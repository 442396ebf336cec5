//! 工序仓储接口

use async_trait::async_trait;
use oleema_errors::AppResult;

use super::process::{Process, ProcessId};

/// 工序仓储接口
#[async_trait]
pub trait ProcessRepository: Send + Sync {
    async fn create(&self, process: &Process) -> AppResult<()>;

    async fn update(&self, process: &Process) -> AppResult<()>;

    async fn delete(&self, id: &ProcessId) -> AppResult<()>;

    async fn find_by_id(&self, id: &ProcessId) -> AppResult<Option<Process>>;

    /// 按名称排序列出工序
    async fn list(&self, active_only: bool) -> AppResult<Vec<Process>>;
}
//! 数据完整性维护

mod service;

pub use service::{IntegrityReport, IntegrityService, OrphanedOverage, RepairReport};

::::

- **YOUR OBJECTIVE**
Everything from the line with "async fn create(&self, process: &Process)" to the end of the listing above needs to be duplicated exactly, both end lines included, with nothing more.

- **EXERCISE SOLUTION**
    async fn create(&self, process: &Process) -> AppResult<()>;

    async fn update(&self, process: &Process) -> AppResult<()>;

    async fn delete(&self, id: &ProcessId) -> AppResult<()>;

    async fn find_by_id(&self, id: &ProcessId) -> AppResult<Option<Process>>;

    /// 按名称排序列出工序
    async fn list(&self, active_only: bool) -> AppResult<Vec<Process>>;
}
//! 数据完整性维护

mod service;

pub use service::{IntegrityReport, IntegrityService, OrphanedOverage, RepairReport};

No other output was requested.